## What needs to be done
Produce the records below again, word for word, but stop after the line that contains "pub struct DatasetEntry".

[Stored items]

_____

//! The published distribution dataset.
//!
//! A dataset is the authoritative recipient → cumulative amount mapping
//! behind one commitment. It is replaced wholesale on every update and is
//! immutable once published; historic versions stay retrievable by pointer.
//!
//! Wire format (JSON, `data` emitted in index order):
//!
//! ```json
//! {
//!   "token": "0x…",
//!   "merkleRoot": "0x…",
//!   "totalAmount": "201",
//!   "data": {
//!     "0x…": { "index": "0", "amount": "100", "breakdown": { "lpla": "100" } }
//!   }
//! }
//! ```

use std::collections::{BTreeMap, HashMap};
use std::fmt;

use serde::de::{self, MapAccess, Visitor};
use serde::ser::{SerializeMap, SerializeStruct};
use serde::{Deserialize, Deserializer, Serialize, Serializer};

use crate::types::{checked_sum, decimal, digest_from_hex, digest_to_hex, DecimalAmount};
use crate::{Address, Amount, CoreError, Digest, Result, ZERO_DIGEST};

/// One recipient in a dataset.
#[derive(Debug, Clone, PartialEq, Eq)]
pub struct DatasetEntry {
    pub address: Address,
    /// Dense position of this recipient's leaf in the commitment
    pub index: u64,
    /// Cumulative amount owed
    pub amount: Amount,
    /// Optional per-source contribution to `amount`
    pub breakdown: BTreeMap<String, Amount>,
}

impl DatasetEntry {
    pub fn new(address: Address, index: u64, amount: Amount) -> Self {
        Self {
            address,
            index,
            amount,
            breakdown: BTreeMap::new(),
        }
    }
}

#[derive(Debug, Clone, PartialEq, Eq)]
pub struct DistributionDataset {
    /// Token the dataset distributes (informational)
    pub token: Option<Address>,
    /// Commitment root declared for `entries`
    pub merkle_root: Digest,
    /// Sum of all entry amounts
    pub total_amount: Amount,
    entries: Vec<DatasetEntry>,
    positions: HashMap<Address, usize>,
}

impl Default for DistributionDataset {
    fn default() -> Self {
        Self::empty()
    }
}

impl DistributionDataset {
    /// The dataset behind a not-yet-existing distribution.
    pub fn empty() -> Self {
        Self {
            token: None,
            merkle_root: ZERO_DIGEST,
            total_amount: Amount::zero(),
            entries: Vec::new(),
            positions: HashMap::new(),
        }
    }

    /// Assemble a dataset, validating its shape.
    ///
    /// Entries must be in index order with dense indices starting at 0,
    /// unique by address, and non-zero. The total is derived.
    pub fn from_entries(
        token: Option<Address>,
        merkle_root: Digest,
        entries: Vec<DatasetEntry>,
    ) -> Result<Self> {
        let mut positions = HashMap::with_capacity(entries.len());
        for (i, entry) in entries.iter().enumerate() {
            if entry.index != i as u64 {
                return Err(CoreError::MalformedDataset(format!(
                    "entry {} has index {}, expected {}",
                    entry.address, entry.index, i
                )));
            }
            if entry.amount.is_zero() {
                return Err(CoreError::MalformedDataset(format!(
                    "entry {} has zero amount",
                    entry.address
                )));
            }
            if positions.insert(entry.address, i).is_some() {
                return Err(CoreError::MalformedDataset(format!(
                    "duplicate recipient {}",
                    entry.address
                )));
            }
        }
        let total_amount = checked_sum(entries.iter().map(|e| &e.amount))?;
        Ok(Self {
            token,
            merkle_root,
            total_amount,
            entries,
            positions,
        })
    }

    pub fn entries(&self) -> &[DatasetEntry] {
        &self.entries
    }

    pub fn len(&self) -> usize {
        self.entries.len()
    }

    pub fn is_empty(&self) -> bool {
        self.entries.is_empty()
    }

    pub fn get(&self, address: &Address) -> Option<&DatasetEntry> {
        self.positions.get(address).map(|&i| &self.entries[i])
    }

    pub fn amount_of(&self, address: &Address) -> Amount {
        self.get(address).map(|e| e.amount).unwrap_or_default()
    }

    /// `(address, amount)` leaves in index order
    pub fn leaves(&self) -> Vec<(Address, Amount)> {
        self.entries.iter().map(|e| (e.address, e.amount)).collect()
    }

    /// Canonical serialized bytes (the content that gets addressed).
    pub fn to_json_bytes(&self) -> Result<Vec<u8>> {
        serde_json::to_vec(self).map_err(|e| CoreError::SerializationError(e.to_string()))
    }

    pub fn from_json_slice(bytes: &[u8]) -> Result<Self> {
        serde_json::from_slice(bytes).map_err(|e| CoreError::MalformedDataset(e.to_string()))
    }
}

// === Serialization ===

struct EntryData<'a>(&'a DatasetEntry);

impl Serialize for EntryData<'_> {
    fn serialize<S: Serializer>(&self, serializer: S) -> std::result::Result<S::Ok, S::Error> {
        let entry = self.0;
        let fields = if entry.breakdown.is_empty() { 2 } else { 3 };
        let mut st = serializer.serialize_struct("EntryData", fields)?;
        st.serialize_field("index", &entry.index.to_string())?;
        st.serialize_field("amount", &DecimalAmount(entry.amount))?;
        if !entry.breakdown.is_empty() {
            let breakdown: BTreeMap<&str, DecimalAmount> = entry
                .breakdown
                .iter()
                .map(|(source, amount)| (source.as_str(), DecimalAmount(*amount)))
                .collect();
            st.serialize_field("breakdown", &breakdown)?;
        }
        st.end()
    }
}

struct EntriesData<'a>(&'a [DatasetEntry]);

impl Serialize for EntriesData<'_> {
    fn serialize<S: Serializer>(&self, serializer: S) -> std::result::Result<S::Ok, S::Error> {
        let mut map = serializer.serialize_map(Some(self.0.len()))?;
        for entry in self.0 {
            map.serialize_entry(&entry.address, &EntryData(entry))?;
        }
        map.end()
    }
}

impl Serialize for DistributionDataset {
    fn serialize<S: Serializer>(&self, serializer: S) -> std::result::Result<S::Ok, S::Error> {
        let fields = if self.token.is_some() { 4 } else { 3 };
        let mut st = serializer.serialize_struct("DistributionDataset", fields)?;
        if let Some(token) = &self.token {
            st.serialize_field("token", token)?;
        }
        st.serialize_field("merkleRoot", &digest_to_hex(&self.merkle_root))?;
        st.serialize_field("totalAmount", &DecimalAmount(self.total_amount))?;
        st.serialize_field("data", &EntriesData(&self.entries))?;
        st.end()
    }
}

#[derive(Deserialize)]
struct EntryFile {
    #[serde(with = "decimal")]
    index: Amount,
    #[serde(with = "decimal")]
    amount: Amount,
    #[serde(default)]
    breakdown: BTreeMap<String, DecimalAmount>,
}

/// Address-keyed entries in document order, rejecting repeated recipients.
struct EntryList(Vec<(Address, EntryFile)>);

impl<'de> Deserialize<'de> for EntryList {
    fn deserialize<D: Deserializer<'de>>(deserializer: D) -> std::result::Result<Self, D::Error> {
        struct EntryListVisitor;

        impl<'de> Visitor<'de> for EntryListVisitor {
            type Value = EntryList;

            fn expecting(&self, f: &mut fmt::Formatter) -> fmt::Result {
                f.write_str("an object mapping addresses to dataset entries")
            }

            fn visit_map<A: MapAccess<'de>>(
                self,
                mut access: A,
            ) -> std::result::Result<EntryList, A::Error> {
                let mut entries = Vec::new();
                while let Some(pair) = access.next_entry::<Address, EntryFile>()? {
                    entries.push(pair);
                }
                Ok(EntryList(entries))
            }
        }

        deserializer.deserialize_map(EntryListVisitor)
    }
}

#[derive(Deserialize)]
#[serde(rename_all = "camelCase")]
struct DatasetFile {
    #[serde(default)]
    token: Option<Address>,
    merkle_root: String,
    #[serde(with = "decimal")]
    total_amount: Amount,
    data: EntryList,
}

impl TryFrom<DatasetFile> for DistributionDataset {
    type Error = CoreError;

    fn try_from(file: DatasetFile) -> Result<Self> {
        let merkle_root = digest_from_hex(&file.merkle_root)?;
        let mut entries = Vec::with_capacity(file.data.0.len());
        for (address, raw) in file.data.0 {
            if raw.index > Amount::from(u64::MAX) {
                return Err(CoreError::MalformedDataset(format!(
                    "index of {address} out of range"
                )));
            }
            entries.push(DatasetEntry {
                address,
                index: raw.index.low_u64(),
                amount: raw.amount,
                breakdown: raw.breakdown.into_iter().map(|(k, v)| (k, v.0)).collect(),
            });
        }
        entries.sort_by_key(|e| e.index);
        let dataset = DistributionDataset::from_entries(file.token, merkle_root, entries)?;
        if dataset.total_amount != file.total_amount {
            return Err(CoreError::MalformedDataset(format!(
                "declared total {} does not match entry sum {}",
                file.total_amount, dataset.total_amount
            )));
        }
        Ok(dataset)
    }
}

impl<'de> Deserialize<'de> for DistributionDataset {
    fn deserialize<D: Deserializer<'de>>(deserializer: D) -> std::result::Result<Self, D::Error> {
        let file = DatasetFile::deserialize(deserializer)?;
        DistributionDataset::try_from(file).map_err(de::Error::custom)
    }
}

_____

## Solution below
//! The published distribution dataset.
//!
//! A dataset is the authoritative recipient → cumulative amount mapping
//! behind one commitment. It is replaced wholesale on every update and is
//! immutable once published; historic versions stay retrievable by pointer.
//!
//! Wire format (JSON, `data` emitted in index order):
//!
//! ```json
//! {
//!   "token": "0x…",
//!   "merkleRoot": "0x…",
//!   "totalAmount": "201",
//!   "data": {
//!     "0x…": { "index": "0", "amount": "100", "breakdown": { "lpla": "100" } }
//!   }
//! }
//! ```

use std::collections::{BTreeMap, HashMap};
use std::fmt;

use serde::de::{self, MapAccess, Visitor};
use serde::ser::{SerializeMap, SerializeStruct};
use serde::{Deserialize, Deserializer, Serialize, Serializer};

use crate::types::{checked_sum, decimal, digest_from_hex, digest_to_hex, DecimalAmount};
use crate::{Address, Amount, CoreError, Digest, Result, ZERO_DIGEST};

/// One recipient in a dataset.
#[derive(Debug, Clone, PartialEq, Eq)]
pub struct DatasetEntry {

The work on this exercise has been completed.